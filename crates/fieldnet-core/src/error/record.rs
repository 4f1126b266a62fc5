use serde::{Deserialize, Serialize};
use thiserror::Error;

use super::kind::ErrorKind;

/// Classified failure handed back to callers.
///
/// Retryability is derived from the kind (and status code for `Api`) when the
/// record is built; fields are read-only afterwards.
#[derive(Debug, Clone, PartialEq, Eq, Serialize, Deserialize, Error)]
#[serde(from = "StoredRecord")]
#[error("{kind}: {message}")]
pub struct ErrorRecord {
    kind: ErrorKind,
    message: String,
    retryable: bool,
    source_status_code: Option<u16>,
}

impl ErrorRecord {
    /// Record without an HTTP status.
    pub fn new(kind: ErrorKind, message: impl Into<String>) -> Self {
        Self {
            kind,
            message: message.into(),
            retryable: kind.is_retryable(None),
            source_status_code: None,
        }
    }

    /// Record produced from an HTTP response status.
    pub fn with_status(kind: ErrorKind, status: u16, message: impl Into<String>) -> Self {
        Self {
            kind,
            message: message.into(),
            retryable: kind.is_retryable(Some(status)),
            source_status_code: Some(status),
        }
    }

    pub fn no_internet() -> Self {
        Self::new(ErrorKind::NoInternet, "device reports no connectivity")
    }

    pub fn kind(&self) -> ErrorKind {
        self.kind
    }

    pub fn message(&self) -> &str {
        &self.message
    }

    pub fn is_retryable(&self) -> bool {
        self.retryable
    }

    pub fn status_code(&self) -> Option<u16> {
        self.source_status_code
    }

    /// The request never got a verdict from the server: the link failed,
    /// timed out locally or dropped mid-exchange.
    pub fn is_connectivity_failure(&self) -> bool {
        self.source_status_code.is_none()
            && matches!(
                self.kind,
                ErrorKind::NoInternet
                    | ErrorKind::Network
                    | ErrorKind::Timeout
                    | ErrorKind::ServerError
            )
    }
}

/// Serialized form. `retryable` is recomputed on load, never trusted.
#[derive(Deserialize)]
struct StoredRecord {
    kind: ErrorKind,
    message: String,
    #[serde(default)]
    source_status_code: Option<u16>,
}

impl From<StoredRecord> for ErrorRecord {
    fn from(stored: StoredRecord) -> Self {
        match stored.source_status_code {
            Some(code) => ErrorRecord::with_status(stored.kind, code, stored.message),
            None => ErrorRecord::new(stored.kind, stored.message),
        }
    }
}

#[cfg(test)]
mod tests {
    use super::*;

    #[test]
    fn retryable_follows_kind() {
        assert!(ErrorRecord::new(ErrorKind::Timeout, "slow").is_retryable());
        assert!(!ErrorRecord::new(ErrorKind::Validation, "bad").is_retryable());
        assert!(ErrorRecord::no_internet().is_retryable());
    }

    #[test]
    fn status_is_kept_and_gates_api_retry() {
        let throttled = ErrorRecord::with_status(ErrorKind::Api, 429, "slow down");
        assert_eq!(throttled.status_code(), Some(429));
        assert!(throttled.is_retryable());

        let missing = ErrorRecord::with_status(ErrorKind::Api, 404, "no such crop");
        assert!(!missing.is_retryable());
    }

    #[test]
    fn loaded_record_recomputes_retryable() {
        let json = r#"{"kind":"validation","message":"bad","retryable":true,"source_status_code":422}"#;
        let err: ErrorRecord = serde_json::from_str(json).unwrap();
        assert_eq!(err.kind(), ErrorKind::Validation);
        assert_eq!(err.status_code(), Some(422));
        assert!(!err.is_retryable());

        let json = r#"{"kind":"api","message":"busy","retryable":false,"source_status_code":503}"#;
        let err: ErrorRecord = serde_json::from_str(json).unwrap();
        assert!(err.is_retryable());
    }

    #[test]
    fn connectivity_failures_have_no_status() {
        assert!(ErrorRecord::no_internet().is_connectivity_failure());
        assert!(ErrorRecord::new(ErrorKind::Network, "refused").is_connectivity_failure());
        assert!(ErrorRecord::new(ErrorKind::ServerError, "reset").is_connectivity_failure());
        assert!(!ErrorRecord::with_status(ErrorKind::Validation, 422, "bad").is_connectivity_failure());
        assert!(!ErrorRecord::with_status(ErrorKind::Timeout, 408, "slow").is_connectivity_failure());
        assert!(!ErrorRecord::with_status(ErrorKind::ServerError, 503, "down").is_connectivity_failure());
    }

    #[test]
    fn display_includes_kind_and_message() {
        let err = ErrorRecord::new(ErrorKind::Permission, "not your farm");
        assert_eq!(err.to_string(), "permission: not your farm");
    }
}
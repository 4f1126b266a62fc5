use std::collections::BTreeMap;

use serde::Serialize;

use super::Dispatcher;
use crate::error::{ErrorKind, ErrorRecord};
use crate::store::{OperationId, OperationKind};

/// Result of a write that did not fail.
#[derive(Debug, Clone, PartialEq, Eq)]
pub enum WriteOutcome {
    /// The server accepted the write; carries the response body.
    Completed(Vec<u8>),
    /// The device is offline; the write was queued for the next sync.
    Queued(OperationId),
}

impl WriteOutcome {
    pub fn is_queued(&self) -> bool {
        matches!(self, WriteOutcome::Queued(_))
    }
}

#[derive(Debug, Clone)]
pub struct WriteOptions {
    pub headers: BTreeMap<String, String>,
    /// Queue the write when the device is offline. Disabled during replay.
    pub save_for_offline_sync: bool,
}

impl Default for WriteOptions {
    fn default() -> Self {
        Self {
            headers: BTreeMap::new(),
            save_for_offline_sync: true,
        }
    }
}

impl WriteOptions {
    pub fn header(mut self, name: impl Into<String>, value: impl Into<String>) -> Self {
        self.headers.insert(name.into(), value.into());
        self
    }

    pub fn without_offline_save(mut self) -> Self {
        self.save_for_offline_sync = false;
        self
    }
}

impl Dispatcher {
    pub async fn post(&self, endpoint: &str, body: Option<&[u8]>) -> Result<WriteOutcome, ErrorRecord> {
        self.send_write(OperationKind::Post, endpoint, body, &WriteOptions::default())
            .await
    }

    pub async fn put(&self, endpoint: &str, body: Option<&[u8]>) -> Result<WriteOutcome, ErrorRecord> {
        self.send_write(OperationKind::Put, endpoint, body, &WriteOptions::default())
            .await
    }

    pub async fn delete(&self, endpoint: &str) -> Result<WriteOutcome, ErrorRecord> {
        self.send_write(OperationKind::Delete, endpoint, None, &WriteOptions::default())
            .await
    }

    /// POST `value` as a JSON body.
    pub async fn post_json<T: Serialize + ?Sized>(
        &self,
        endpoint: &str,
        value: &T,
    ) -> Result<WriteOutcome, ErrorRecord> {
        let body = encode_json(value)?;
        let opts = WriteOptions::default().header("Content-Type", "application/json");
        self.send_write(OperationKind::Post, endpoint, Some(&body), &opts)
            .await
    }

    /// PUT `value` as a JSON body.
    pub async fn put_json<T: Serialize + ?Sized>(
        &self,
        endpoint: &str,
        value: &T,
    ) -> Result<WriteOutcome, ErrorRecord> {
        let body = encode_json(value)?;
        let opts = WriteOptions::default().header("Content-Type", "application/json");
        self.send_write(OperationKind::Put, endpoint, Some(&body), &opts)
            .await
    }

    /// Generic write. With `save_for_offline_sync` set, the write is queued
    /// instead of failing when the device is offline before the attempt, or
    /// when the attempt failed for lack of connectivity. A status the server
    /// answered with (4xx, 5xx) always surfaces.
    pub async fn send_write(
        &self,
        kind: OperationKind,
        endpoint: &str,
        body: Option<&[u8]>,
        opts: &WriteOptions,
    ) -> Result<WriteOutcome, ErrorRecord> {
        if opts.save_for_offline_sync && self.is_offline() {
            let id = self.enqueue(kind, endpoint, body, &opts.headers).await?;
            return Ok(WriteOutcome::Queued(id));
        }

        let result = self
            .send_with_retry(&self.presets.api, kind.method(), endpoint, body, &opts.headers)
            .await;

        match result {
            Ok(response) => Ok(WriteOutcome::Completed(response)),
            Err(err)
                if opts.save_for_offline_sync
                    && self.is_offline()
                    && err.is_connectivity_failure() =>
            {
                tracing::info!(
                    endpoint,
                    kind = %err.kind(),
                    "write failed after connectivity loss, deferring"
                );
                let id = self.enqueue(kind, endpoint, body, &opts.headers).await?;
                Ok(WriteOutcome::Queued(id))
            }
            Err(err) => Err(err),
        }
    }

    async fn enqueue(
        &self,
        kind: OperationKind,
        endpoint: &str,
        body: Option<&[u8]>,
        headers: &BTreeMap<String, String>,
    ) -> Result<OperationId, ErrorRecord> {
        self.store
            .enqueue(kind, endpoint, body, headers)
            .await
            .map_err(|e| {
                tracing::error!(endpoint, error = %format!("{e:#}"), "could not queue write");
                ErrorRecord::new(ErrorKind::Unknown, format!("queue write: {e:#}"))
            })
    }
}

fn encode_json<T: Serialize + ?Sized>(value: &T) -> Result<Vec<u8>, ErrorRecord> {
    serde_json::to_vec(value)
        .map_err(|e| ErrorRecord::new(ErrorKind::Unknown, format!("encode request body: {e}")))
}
+ + + +
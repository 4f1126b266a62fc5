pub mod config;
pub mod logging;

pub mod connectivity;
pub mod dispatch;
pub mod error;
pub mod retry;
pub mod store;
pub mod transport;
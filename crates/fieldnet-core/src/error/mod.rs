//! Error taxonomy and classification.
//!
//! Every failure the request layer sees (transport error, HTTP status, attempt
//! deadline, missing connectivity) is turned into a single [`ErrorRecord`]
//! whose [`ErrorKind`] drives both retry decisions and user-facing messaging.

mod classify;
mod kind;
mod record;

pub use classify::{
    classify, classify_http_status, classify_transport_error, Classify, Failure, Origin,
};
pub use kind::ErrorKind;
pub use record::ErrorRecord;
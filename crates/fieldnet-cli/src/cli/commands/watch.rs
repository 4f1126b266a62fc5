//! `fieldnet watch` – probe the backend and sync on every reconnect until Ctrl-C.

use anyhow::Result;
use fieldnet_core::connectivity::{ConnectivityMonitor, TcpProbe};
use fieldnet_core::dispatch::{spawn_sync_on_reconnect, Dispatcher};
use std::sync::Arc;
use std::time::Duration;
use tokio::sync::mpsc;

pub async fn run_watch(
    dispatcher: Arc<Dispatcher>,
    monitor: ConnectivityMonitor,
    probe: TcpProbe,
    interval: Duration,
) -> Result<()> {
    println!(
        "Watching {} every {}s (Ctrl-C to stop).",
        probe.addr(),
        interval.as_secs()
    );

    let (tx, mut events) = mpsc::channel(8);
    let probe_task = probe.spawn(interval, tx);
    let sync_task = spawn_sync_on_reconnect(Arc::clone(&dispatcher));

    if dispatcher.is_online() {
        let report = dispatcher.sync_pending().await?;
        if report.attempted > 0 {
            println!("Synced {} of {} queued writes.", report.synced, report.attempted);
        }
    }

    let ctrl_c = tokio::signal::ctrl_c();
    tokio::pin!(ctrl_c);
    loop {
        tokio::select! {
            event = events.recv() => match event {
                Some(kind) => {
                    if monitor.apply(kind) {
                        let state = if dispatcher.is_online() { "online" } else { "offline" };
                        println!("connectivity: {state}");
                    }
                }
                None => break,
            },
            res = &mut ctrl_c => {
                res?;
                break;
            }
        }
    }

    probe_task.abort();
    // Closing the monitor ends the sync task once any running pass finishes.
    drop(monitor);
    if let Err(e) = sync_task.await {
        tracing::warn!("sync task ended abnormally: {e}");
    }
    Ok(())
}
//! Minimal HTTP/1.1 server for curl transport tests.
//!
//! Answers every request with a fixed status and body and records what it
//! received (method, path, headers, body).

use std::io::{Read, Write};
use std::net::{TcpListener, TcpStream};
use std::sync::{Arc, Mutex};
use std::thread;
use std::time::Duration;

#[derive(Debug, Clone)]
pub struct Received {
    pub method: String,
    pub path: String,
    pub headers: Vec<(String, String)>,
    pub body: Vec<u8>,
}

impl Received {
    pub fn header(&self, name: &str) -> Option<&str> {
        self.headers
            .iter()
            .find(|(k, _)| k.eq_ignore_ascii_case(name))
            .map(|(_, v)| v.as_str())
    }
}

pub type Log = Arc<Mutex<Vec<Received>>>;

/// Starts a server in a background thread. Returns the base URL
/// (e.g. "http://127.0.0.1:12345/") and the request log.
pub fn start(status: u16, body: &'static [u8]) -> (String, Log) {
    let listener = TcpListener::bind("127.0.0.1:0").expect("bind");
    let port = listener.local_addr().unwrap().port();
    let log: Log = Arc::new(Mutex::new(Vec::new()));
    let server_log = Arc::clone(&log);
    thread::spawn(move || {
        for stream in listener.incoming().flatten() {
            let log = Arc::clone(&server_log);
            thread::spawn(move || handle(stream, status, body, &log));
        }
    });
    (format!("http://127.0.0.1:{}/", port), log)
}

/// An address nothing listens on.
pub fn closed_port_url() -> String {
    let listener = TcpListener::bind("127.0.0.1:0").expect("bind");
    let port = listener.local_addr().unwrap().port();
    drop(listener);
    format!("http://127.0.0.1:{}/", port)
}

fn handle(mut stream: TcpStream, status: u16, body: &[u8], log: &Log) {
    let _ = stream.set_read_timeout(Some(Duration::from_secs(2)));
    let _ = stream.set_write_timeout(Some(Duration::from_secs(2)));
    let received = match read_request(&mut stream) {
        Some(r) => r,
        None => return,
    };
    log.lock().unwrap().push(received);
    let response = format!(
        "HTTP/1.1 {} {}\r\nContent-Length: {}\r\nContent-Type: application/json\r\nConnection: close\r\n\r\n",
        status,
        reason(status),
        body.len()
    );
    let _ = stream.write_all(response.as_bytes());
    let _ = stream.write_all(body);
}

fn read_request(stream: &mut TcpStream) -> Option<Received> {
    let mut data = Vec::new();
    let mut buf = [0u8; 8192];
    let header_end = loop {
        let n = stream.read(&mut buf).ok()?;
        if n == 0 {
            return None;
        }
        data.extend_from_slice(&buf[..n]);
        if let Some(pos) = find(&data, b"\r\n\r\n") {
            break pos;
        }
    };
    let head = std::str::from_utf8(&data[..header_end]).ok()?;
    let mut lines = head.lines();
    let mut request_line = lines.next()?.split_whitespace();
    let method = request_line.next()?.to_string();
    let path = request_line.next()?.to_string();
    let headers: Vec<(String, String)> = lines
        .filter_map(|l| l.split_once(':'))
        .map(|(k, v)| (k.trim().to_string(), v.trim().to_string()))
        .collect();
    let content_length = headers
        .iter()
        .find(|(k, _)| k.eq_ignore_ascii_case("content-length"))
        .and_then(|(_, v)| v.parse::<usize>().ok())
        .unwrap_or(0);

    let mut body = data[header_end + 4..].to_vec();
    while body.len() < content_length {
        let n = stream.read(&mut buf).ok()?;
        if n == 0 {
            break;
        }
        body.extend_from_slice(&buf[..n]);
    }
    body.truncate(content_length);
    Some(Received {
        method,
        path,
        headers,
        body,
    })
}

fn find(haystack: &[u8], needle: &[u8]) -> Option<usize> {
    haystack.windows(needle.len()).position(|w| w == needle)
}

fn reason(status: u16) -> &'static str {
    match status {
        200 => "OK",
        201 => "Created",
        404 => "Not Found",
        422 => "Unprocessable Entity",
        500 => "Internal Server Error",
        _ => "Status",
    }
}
+ + + +
YOUR INSTRUCTIONS: Scan the listing for the string "interval", then copy every line where it appears.

FINISHED EXERCISE:
    interval: Duration,
        interval.as_secs()
    let probe_task = probe.spawn(interval, tx);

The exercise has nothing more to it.